Being able to see into blind spots and reduce the risk of reversing accidents is priceless, but it’s good to know that the best wireless backup cameras are actually surprisingly affordable.
(Even if you have one factory-fitted on your car, van or truck, you may also want to upgrade to one of the latest reversing cameras.)
Useful features include rear-view mirror monitors, integrated GPS, infrared lights for night vision, wide viewing angles, high-dynamic-range exposure, voice control and those all-important parking guidelines.
It’s relatively simple to install a wireless reversing camera yourself, with the rear camera unit usually sitting above your vehicle licence plate.
One thing to note is that you’ll still need to wire each end to power the camera and receiver – it’s just the run of cable up the vehicle that you avoid.
So, if you’re keen to give your car some extra ‘eyes’ and possibly even another ‘brain’ this year, here’s a list of our favourite reversing cameras.
Table of Contents
Best Backup Camera in 2022
|Akaso DL12 Mirror||View Price →|
|eRapta ERT01||View Price →|
|Auto-Vox CS-2 Wireless||View Price →|
|Boscam K7 Wireless||View Price →|
|Wolfbox Mirror||View Price →|
1. Akaso DL12 Mirror
- Great value for money
- Top build quality
- Rammed with safety features
- Excellent night vision
- Memory card not included
The Akaso DL12 Mirror is one of the most feature-rich models available, constructed with a high-quality camera that uses a six glass lens with an f/1.8 aperture.
With a 2.5K video resolution Dash Cam, the clarity of video produced is excellent, while the 1080p rear camera delivers a crisp picture to make reversing safe and easy.
Good all-round viewing angle coverage is possible thanks to the camera’s 170° adjustable front angle lens and 150° rear angle lens, allowing users to reposition these according to the blind spots of their particular vehicle and give a more comprehensive view of their surroundings.
Additional features include excellent night vision for low light situations, while the voice control function means you can use simple voice commands and avoid removing your hands from the steering wheel.
Some of the voice commands you can use for the camera while you’re on the move include turning the screen on and off, taking photographs and recording video, and locking the video.
There’s also a neat parking monitor function, which enables video recording when parking, so if you accidentally bang into another vehicle, or the camera detects a shock of any kind, a video will be automatically recorded.

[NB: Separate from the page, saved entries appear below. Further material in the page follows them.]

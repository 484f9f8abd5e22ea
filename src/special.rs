//! Special mathematical functions.
//!
//! Numerical approximations used by the exact and asymptotic p-value
//! computations: log-gamma and log-factorial, binomial coefficients, the
//! complementary error function and the standard normal tails.

/// Largest `n` with `n!` finite in `f64`.
const MAX_FACTORIAL: u64 = 170;

/// Lanczos approximation of ln Γ(x).
///
/// Reference: Lanczos (1964), "A Precision Approximation of the Gamma
/// Function", *SIAM Journal on Numerical Analysis* 1(1).
///
/// # Accuracy
/// Relative error < 2 × 10⁻¹⁰ for x > 0.
///
/// # Examples
/// ```
/// use u_nonparam::special::ln_gamma;
/// // Γ(5) = 24
/// assert!((ln_gamma(5.0) - 24.0_f64.ln()).abs() < 1e-10);
/// ```
pub fn ln_gamma(x: f64) -> f64 {
    #[allow(clippy::excessive_precision)]
    const COEFFICIENTS: [f64; 9] = [
        0.99999999999980993,
        676.5203681218851,
        -1259.1392167224028,
        771.32342877765313,
        -176.61502916214059,
        12.507343278686905,
        -0.13857109526572012,
        9.9843695780195716e-6,
        1.5056327351493116e-7,
    ];
    const G: f64 = 7.0;

    if x < 0.5 {
        let pi = std::f64::consts::PI;
        return (pi / (pi * x).sin()).ln() - ln_gamma(1.0 - x);
    }

    let x = x - 1.0;
    let mut sum = COEFFICIENTS[0];
    for (i, &c) in COEFFICIENTS[1..].iter().enumerate() {
        sum += c / (x + i as f64 + 1.0);
    }

    let t = x + G + 0.5;
    0.5 * (2.0 * std::f64::consts::PI).ln() + (x + 0.5) * t.ln() - t + sum.ln()
}

/// ln(n!).
///
/// Exact product (one rounding per factor) for `n <= 170`, Lanczos
/// [`ln_gamma`] above.
///
/// # Examples
/// ```
/// use u_nonparam::special::ln_factorial;
/// assert!((ln_factorial(5) - 120.0_f64.ln()).abs() < 1e-14);
/// assert_eq!(ln_factorial(0), 0.0);
/// ```
pub fn ln_factorial(n: u64) -> f64 {
    if n <= MAX_FACTORIAL {
        factorial(n).ln()
    } else {
        ln_gamma(n as f64 + 1.0)
    }
}

/// n! as `f64`; infinite for `n > 170`.
pub fn factorial(n: u64) -> f64 {
    if n > MAX_FACTORIAL {
        return f64::INFINITY;
    }
    (2..=n).fold(1.0, |acc, i| acc * i as f64)
}

/// Binomial coefficient C(n, k) as `f64`.
///
/// # Algorithm
/// Multiplicative formula over the smaller of `k` and `n − k`; every
/// intermediate value is itself a binomial coefficient, so the result is
/// exact while it stays below 2^53.
///
/// # Returns
/// - `0.0` if `k > n`
/// - `f64::INFINITY` once the value exceeds the `f64` range
///
/// # Examples
/// ```
/// use u_nonparam::special::binomial_coefficient;
/// assert_eq!(binomial_coefficient(10, 3), 120.0);
/// assert_eq!(binomial_coefficient(3, 5), 0.0);
/// assert!(binomial_coefficient(2000, 1000).is_infinite());
/// ```
pub fn binomial_coefficient(n: u64, k: u64) -> f64 {
    if k > n {
        return 0.0;
    }
    let k = k.min(n - k);
    let mut c = 1.0_f64;
    for i in 1..=k {
        c = c * (n - k + i) as f64 / i as f64;
        if c.is_infinite() {
            return f64::INFINITY;
        }
    }
    c.round()
}

/// Complementary error function erfc(x) = 1 − erf(x).
///
/// # Algorithm
/// Chebyshev fit to `exp(z²)·erfc(z)` (Numerical Recipes `erfcc`),
/// with `erfc(−x) = 2 − erfc(x)`.
///
/// Reference: Press et al. (1992), *Numerical Recipes in C*, 2nd ed., §6.2.
///
/// # Accuracy
/// Relative error < 1.2 × 10⁻⁷ everywhere, including the far tail.
///
/// # Examples
/// ```
/// use u_nonparam::special::erfc;
/// assert!((erfc(0.0) - 1.0).abs() < 1e-7);
/// assert!((erfc(1.0) - 0.157299207).abs() < 1e-7);
/// ```
pub fn erfc(x: f64) -> f64 {
    if x.is_nan() {
        return f64::NAN;
    }
    let z = x.abs();
    let t = 1.0 / (1.0 + 0.5 * z);
    let poly = -1.26551223
        + t * (1.00002368
            + t * (0.37409196
                + t * (0.09678418
                    + t * (-0.18628806
                        + t * (0.27886807
                            + t * (-1.13520398
                                + t * (1.48851587 + t * (-0.82215223 + t * 0.17087277))))))));
    let ans = t * (-z * z + poly).exp();
    if x >= 0.0 {
        ans
    } else {
        2.0 - ans
    }
}

/// Standard normal CDF Φ(x) = P(Z ≤ x) for Z ~ N(0,1).
///
/// Computed as `erfc(−x/√2)/2`, so the lower tail keeps full relative
/// accuracy.
///
/// # Examples
/// ```
/// use u_nonparam::special::standard_normal_cdf;
/// assert!((standard_normal_cdf(0.0) - 0.5).abs() < 1e-7);
/// assert!((standard_normal_cdf(1.96) - 0.975).abs() < 1e-4);
/// ```
pub fn standard_normal_cdf(x: f64) -> f64 {
    if x == f64::INFINITY {
        return 1.0;
    }
    if x == f64::NEG_INFINITY {
        return 0.0;
    }
    0.5 * erfc(-x * std::f64::consts::FRAC_1_SQRT_2)
}

/// Standard normal survival function 1 − Φ(x) = P(Z > x).
///
/// # Examples
/// ```
/// use u_nonparam::special::standard_normal_sf;
/// assert!((standard_normal_sf(1.96) - 0.025).abs() < 1e-4);
/// ```
pub fn standard_normal_sf(x: f64) -> f64 {
    if x == f64::INFINITY {
        return 0.0;
    }
    if x == f64::NEG_INFINITY {
        return 1.0;
    }
    0.5 * erfc(x * std::f64::consts::FRAC_1_SQRT_2)
}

If you’re used to driving in bad weather, its high-temperature lithium battery is built to withstand some of the most extreme conditions, making it a great option for people who drive trucks out in the countryside in all seasons.
The Akaso D12 comes with a range of accessories, from the cameras, extension cables, and all the straps and pads required to install, although you’ll have to pick up an SD card yourself, as these aren’t included out of the box.
The Sony IMX335 Starvis sensor and Hisilicon Hi3556 processor ensures this is top tier tech, and with the Save Driving GPS Proofs tool for saving data in the event of an accident, it brings peace of mind for when you’re out night driving in your new car.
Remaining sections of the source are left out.